If the edge will be visible, add a finishing step: flame polishing (a hand-held flame melts the surface glassy - fast, skilled, and best on cast), wet sanding and buffing, or for premium work, diamond edge polishing. That finishing time is real labour and must be in the quote - it's one of the most commonly given-away line items in acrylic work.
For the full machine-time costing method - feeds, speeds, tool changes, and how routing time is actually calculated - see our CNC routing pricing guide.

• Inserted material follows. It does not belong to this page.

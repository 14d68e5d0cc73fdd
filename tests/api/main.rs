mod health_check;
mod subscriptions;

| Factor | Laser | CNC Router |
|---|---|---|
| Edge finish off the machine | Fire-polished (on cast) | Machined, needs polishing if visible |
| Sweet spot thickness | Up to ~10mm | 6mm and up, especially 20mm+ |
| Max panel size | Limited by bed | Full sheet (2440x1220) |
| Holes, rebates, pockets | Holes only | Yes, in the same setup |
| Secondary finishing | Usually none | Flame polish / sand and buff if edge visible |
| Engraving | Frosted, high contrast on cast | V-carve possible, different look |
Pricing every acrylic cut at one $/metre rate regardless of thickness and machine is a quiet margin leak. The laser cutting 3mm and the router slogging through 20mm with a finishing pass are entirely different costs. Rate them per material, per thickness, per machine - your machine logs already hold the throughput data.

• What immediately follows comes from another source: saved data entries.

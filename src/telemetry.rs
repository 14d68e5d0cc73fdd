use tracing::Subscriber;
use tracing::subscriber::set_global_default;
use tracing_bunyan_formatter::{BunyanFormattingLayer, JsonStorageLayer};
use tracing_log::LogTracer;
use tracing_subscriber::{EnvFilter, Registry, fmt::MakeWriter, layer::SubscriberExt};

pub fn get_subscriber<Sink>(
    name: String,
    env_filter: String,
    sink: Sink,
) -> impl Subscriber + Send + Sync
where
    Sink: for<'a> MakeWriter<'a> + Send + Sync + 'static,
{
    // Fall back to the given level when RUST_LOG is not set.
    let env_filter =
        EnvFilter::try_from_default_env().unwrap_or_else(|_| EnvFilter::new(env_filter));
    let formatting_layer = BunyanFormattingLayer::new(name, sink);

    Registry::default()
        .with(env_filter)
        .with(JsonStorageLayer)
        .with(formatting_layer)
}

pub fn init_subscriber(subscriber: impl Subscriber + Send + Sync) {
    LogTracer::init().expect("Failed to set logger");
    set_global_default(subscriber).expect("Failed to set subscriber");
}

What Are the Decoration Options for Printed Acrylic?
There are three main ways to put graphics on acrylic: direct UV print on the face, second-surface print reversed onto the back of clear sheet, and applied vinyl. They produce different looks, carry different cost stacks, and shouldn't share one price.
Direct UV Print (First Surface)
The sheet goes on the flatbed and the graphic prints straight onto the face. Fast, flexible, works on any colour including opal and opaque. The print sits on the surface, so it can be scratched - some jobs warrant a clear coat or laminate, which is another priced step. This is the default for printed display panels and budget reception signs.

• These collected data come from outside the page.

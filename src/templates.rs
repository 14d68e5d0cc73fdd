use once_cell::sync::Lazy;
use tera::{Context, Tera};

pub static TEMPLATES: Lazy<Tera> = Lazy::new(|| {
    let mut tera = Tera::new("views/**/*").expect("Failed to initialize Tera templates");
    tera.autoescape_on(vec![".html"]);
    tera
});

pub const WELCOME_EMAIL_SUBJECT: &str = "Welcome to Afrigem Beauty!";

/// The fixed welcome email as (html, text) bodies. Same for every
/// recipient; the only template variable is the site link.
pub fn welcome_email(base_url: &str) -> Result<(String, String), tera::Error> {
    let mut ctx = Context::new();
    ctx.insert("base_url", base_url);
    let html = TEMPLATES.render("welcome_email.html", &ctx)?;
    let text = TEMPLATES.render("welcome_email.txt", &ctx)?;
    Ok((html, text))
}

Second-Surface Print (the Reception Sign Look)
For clear acrylic, the premium option is printing the artwork mirrored onto the back face, then flooding white ink behind it. Viewed from the front, the graphic floats behind glass-like material with real depth, and it's physically protected - nothing can scratch a print that's behind 10mm of acrylic.
The costs that make second-surface dearer than first-surface:
- Mirrored artwork setup - pre-press time to reverse and trap the file correctly
- White ink flood - white is the expensive channel on most flatbeds, and a backing flood uses plenty of it
- Registration care - the print must align with the cut path and standoff holes viewed from the front
- Clear material only - you're already on the premium substrate
It's the standard construction for corporate reception signs, and it's the one in our worked example below.
Applied Vinyl
Cut or printed vinyl applied to the face or back. Sensible for simple one-colour lettering on clear or coloured acrylic, for changeable content, and for shops without a flatbed. The cost stack is vinyl material, plotting/printing, weeding, and application labour - mostly labour, so it scales poorly past small quantities.
Mounting Hardware: Standoffs, Rails, and Tape
Hardware is a real, linear, per-unit cost that belongs as its own line in every acrylic quote. Standoffs are the signature reception sign fixing - and at four per sign in stainless steel, they're frequently a double-digit dollar item that shops silently absorb.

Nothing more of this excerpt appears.